__EXERCISE MATERIAL__:
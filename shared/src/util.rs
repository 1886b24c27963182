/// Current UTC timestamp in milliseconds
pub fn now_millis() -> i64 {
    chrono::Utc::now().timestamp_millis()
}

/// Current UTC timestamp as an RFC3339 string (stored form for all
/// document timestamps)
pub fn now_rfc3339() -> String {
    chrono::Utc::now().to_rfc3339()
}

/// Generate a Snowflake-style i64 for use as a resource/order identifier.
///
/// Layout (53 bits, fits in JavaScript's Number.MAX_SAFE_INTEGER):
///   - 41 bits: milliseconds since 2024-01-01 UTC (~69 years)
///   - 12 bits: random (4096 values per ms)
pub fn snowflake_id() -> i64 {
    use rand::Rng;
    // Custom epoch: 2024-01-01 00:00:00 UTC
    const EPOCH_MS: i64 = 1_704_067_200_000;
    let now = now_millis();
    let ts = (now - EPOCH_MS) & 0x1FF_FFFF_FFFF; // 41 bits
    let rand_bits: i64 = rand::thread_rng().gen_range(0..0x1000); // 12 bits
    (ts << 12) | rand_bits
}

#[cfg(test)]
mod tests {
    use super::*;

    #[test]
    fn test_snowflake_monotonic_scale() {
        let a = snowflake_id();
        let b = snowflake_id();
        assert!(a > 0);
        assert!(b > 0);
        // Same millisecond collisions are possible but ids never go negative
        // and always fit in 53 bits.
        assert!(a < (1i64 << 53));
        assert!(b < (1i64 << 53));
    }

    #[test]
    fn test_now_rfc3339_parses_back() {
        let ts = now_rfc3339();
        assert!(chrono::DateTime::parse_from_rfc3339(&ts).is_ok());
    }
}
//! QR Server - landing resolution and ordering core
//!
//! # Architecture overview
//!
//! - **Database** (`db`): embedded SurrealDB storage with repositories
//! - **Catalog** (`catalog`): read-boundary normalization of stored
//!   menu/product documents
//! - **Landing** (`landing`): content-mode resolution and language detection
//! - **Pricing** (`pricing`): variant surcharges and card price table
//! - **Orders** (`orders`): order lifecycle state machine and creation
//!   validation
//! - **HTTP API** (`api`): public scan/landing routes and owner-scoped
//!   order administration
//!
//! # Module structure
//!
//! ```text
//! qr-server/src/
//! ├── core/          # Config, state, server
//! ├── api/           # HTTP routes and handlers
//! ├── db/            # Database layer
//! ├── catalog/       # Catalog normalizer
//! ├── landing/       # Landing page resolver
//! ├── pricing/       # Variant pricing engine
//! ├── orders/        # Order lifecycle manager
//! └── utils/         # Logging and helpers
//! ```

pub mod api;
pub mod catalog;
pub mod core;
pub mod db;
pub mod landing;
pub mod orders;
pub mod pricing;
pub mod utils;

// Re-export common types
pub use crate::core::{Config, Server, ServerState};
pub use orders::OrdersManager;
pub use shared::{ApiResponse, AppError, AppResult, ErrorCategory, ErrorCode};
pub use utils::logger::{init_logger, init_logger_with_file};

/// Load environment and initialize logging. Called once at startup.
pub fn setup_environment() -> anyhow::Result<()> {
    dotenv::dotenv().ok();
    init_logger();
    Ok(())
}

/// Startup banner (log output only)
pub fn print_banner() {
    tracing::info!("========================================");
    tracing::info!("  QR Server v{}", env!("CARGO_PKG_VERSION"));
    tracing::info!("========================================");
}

__WHAT YOU NEED TO DO__:
The answer must consist of each line from the data that includes the string "HTTP".

__EXERCISE RESULT__:
//! - **HTTP API** (`api`): public scan/landing routes and owner-scoped
//! ├── api/           # HTTP routes and handlers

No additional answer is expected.